Puebla de los Angeles, in the shadow of the old convent kitchens, owns this camote. Not the roasted street-cart sweet potato split open with lechera. This is the dulce from Santa Clara, a convent candy from the hands of las Clarisas, sold today along Calle de los Dulces in pastel papers twisted at the ends.

The defining ingredient is camote amarillo, cooked until soft, then forced through a ricer so no fibers break the paste. The technique is almibar: cane sugar cooked to hilo flojo, then the camote is stirred in a heavy cazo until it releases from the sides like thick masa. Fruit essences give the colors their voice: naranja, pina, fresa. Do not pour in fruit puree because you are impatient. It loosens the paste and the candy will not set.

I learned to respect this dulce after a señora in Puebla tapped my wooden spoon and said, "todavia no." Still not ready. Fifteen minutes later the paste finally held the groove. That is convent cooking: ordered, repetitive, exact. La cocina no es decoracion, es trabajo. Wrap the logs in pink, mint green, and pale yellow paper, set them on talavera, and a poblano will know what they are before you say the name. Cada estado, su propia cocina.

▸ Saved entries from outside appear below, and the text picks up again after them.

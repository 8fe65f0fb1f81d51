use std::collections::HashMap;

use axum::{
    Extension, Json, Router,
    extract::{Path, State, rejection::JsonRejection},
    routing::{delete, get, patch, post},
};
use sea_orm::prelude::{DateTimeWithTimeZone, Expr};
use sea_orm::{
    ActiveModelTrait, ColumnTrait, DatabaseConnection, EntityTrait, QueryFilter, QueryOrder,
    QuerySelect, Set, TransactionTrait,
};
use serde::{Deserialize, Serialize};
use uuid::Uuid;
use vidtube_db::entities::{playlist_videos, playlists, users, videos};

use crate::error::ApiError;
use crate::response::{ApiResponse, ApiResult};
use crate::security::AuthUser;
use crate::state::AppState;
use crate::validate::{Required, ensure_owner, parse_id};
use crate::videos::{VideoView, with_owners};

#[derive(Debug, Serialize)]
#[serde(rename_all = "camelCase")]
pub struct PlaylistView {
    pub id: Uuid,
    pub owner_id: Uuid,
    pub name: String,
    pub description: String,
    pub created_at: DateTimeWithTimeZone,
    pub updated_at: DateTimeWithTimeZone,
    pub total_videos: u64,
    #[serde(skip_serializing_if = "Option::is_none")]
    pub videos: Option<Vec<VideoView>>,
}

impl PlaylistView {
    fn from_model(p: playlists::Model, total_videos: u64, videos: Option<Vec<VideoView>>) -> Self {
        Self {
            id: p.id,
            owner_id: p.owner_id,
            name: p.name,
            description: p.description,
            created_at: p.created_at,
            updated_at: p.updated_at,
            total_videos,
            videos,
        }
    }
}

#[derive(Debug, Default, Deserialize)]
#[serde(rename_all = "camelCase", default)]
pub struct PlaylistRequest {
    pub name: Option<String>,
    pub description: Option<String>,
    pub video_id: Option<String>,
}

async fn load_playlist(db: &DatabaseConnection, id: Uuid) -> Result<playlists::Model, ApiError> {
    playlists::Entity::find_by_id(id)
        .one(db)
        .await?
        .ok_or_else(|| ApiError::not_found("Playlist not found"))
}

async fn load_owned_playlist(
    db: &DatabaseConnection,
    id: Uuid,
    me: &AuthUser,
) -> Result<playlists::Model, ApiError> {
    let playlist = load_playlist(db, id).await?;
    ensure_owner(playlist.owner_id, me.id(), "playlist")?;
    Ok(playlist)
}

async fn ensure_video_exists(db: &DatabaseConnection, id: Uuid) -> Result<(), ApiError> {
    if videos::Entity::find_by_id(id).one(db).await?.is_none() {
        return Err(ApiError::not_found("Video not found"));
    }
    Ok(())
}

/// Videos visible to `viewer` in a playlist, oldest addition first.
async fn playlist_videos_for(
    db: &DatabaseConnection,
    playlist_id: Uuid,
    viewer: Uuid,
) -> Result<Vec<VideoView>, ApiError> {
    let rows = playlist_videos::Entity::find()
        .filter(playlist_videos::Column::PlaylistId.eq(playlist_id))
        .order_by_asc(playlist_videos::Column::AddedAt)
        .find_also_related(videos::Entity)
        .all(db)
        .await?;
    let visible = rows
        .into_iter()
        .filter_map(|(_, video)| video)
        .filter(|v| v.is_published || v.owner_id == viewer)
        .collect();
    Ok(with_owners(db, visible).await?)
}

async fn video_counts(
    db: &DatabaseConnection,
    playlist_ids: Vec<Uuid>,
) -> Result<HashMap<Uuid, u64>, ApiError> {
    if playlist_ids.is_empty() {
        return Ok(HashMap::new());
    }
    let counts: Vec<(Uuid, i64)> = playlist_videos::Entity::find()
        .select_only()
        .column(playlist_videos::Column::PlaylistId)
        .column_as(Expr::col(playlist_videos::Column::VideoId).count(), "total")
        .filter(playlist_videos::Column::PlaylistId.is_in(playlist_ids))
        .group_by(playlist_videos::Column::PlaylistId)
        .into_tuple()
        .all(db)
        .await?;
    Ok(counts
        .into_iter()
        .map(|(id, total)| (id, u64::try_from(total).unwrap_or(0)))
        .collect())
}

pub fn router() -> Router<AppState> {
    Router::new()
        .route("/", post(create_playlist))
        .route(
            "/:playlistId",
            get(get_playlist).patch(update_playlist).delete(delete_playlist),
        )
        .route("/add/:videoId/:playlistId", patch(add_video))
        .route("/remove/:videoId/:playlistId", delete(remove_video))
        .route("/user/:userId", get(user_playlists))
}

pub async fn create_playlist(
    State(state): State<AppState>,
    Extension(me): Extension<AuthUser>,
    payload: Result<Json<PlaylistRequest>, JsonRejection>,
) -> ApiResult<PlaylistView> {
    let Json(input) = payload?;
    let mut required = Required::new();
    let name = required.take("name", input.name).trim().to_string();
    let description = required.take("description", input.description).trim().to_string();
    required.finish()?;
    let video_id = input
        .video_id
        .as_deref()
        .filter(|v| !v.trim().is_empty())
        .map(|v| parse_id(v, "videoId"))
        .transpose()?;

    let db = &*state.db;
    if let Some(video_id) = video_id {
        ensure_video_exists(db, video_id).await?;
    }

    let now = chrono::Utc::now();
    let txn = db.begin().await?;
    let playlist = playlists::ActiveModel {
        id: Set(Uuid::new_v4()),
        owner_id: Set(me.id()),
        name: Set(name),
        description: Set(description),
        created_at: Set(now.into()),
        updated_at: Set(now.into()),
    }
    .insert(&txn)
    .await?;
    if let Some(video_id) = video_id {
        playlist_videos::ActiveModel {
            playlist_id: Set(playlist.id),
            video_id: Set(video_id),
            added_at: Set(now.into()),
        }
        .insert(&txn)
        .await?;
    }
    txn.commit().await?;

    let total = u64::from(video_id.is_some());
    Ok(ApiResponse::created(
        PlaylistView::from_model(playlist, total, None),
        "Playlist created successfully",
    ))
}

pub async fn get_playlist(
    State(state): State<AppState>,
    Extension(me): Extension<AuthUser>,
    Path(playlist_id): Path<String>,
) -> ApiResult<PlaylistView> {
    let id = parse_id(&playlist_id, "playlistId")?;
    let db = &*state.db;
    let playlist = load_playlist(db, id).await?;
    let videos = playlist_videos_for(db, id, me.id()).await?;
    let total = videos.len() as u64;

    Ok(ApiResponse::ok(
        PlaylistView::from_model(playlist, total, Some(videos)),
        "Playlist fetched successfully",
    ))
}

pub async fn update_playlist(
    State(state): State<AppState>,
    Extension(me): Extension<AuthUser>,
    Path(playlist_id): Path<String>,
    payload: Result<Json<PlaylistRequest>, JsonRejection>,
) -> ApiResult<PlaylistView> {
    let id = parse_id(&playlist_id, "playlistId")?;
    let Json(input) = payload?;
    let mut required = Required::new();
    let name = required.take("name", input.name).trim().to_string();
    let description = required.take("description", input.description).trim().to_string();
    required.finish()?;

    let db = &*state.db;
    let mut active: playlists::ActiveModel = load_owned_playlist(db, id, &me).await?.into();
    active.name = Set(name);
    active.description = Set(description);
    active.updated_at = Set(chrono::Utc::now().into());
    let playlist = active.update(db).await?;
    let total = video_counts(db, vec![id]).await?.get(&id).copied().unwrap_or(0);

    Ok(ApiResponse::ok(
        PlaylistView::from_model(playlist, total, None),
        "Playlist updated successfully",
    ))
}

pub async fn delete_playlist(
    State(state): State<AppState>,
    Extension(me): Extension<AuthUser>,
    Path(playlist_id): Path<String>,
) -> ApiResult<()> {
    let id = parse_id(&playlist_id, "playlistId")?;
    let db = &*state.db;
    load_owned_playlist(db, id, &me).await?;
    playlists::Entity::delete_by_id(id).exec(db).await?;
    Ok(ApiResponse::ok((), "Playlist deleted successfully"))
}

fn parse_pair(ids: &(String, String)) -> Result<(Uuid, Uuid), ApiError> {
    Ok((parse_id(&ids.0, "videoId")?, parse_id(&ids.1, "playlistId")?))
}

pub async fn add_video(
    State(state): State<AppState>,
    Extension(me): Extension<AuthUser>,
    Path(ids): Path<(String, String)>,
) -> ApiResult<PlaylistView> {
    let (video_id, playlist_id) = parse_pair(&ids)?;
    let db = &*state.db;
    let playlist = load_owned_playlist(db, playlist_id, &me).await?;
    ensure_video_exists(db, video_id).await?;

    let already = playlist_videos::Entity::find_by_id((playlist_id, video_id))
        .one(db)
        .await?
        .is_some();
    if !already {
        playlist_videos::ActiveModel {
            playlist_id: Set(playlist_id),
            video_id: Set(video_id),
            added_at: Set(chrono::Utc::now().into()),
        }
        .insert(db)
        .await?;
    }

    let total = video_counts(db, vec![playlist_id])
        .await?
        .get(&playlist_id)
        .copied()
        .unwrap_or(0);
    Ok(ApiResponse::ok(
        PlaylistView::from_model(playlist, total, None),
        "Video added to playlist",
    ))
}

pub async fn remove_video(
    State(state): State<AppState>,
    Extension(me): Extension<AuthUser>,
    Path(ids): Path<(String, String)>,
) -> ApiResult<PlaylistView> {
    let (video_id, playlist_id) = parse_pair(&ids)?;
    let db = &*state.db;
    let playlist = load_owned_playlist(db, playlist_id, &me).await?;

    let res = playlist_videos::Entity::delete_by_id((playlist_id, video_id))
        .exec(db)
        .await?;
    if res.rows_affected == 0 {
        return Err(ApiError::not_found("Video is not in this playlist"));
    }

    let total = video_counts(db, vec![playlist_id])
        .await?
        .get(&playlist_id)
        .copied()
        .unwrap_or(0);
    Ok(ApiResponse::ok(
        PlaylistView::from_model(playlist, total, None),
        "Video removed from playlist",
    ))
}

pub async fn user_playlists(
    State(state): State<AppState>,
    Path(user_id): Path<String>,
) -> ApiResult<Vec<PlaylistView>> {
    let user_id = parse_id(&user_id, "userId")?;
    let db = &*state.db;
    if users::Entity::find_by_id(user_id).one(db).await?.is_none() {
        return Err(ApiError::not_found("User not found"));
    }

    let rows = playlists::Entity::find()
        .filter(playlists::Column::OwnerId.eq(user_id))
        .order_by_desc(playlists::Column::CreatedAt)
        .all(db)
        .await?;
    let counts = video_counts(db, rows.iter().map(|p| p.id).collect()).await?;
    let items = rows
        .into_iter()
        .map(|p| {
            let total = counts.get(&p.id).copied().unwrap_or(0);
            PlaylistView::from_model(p, total, None)
        })
        .collect();

    Ok(ApiResponse::ok(items, "User playlists fetched successfully"))
}

#[cfg(test)]
mod tests {
    use super::*;

    #[test]
    fn pair_is_video_then_playlist() {
        let video = Uuid::new_v4();
        let playlist = Uuid::new_v4();
        let parsed = parse_pair(&(video.to_string(), playlist.to_string())).unwrap();
        assert_eq!(parsed, (video, playlist));
    }

    #[test]
    fn pair_names_the_bad_segment() {
        let err = parse_pair(&(Uuid::new_v4().to_string(), "nope".into())).unwrap_err();
        assert_eq!(err.message, "Invalid playlistId");
    }
}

Camotes poblanos are tied to the Convento de Santa Clara and the Poor Clare nuns, las Clarisas, who helped define Puebla's colonial confectionery from the 17th century onward. The candy joins an American tuber, camote, with cane sugar and Spanish almibar technique, a criollo-conventual pattern also seen in tortitas de Santa Clara and other dulces sold around today's Calle de los Dulces. By the 19th century, wrapped camotes had become one of Puebla's edible signatures, carried by travelers as a sweet that could survive the road better than milk-based convent candies.

The technique, the tradition, and the story behind every dish.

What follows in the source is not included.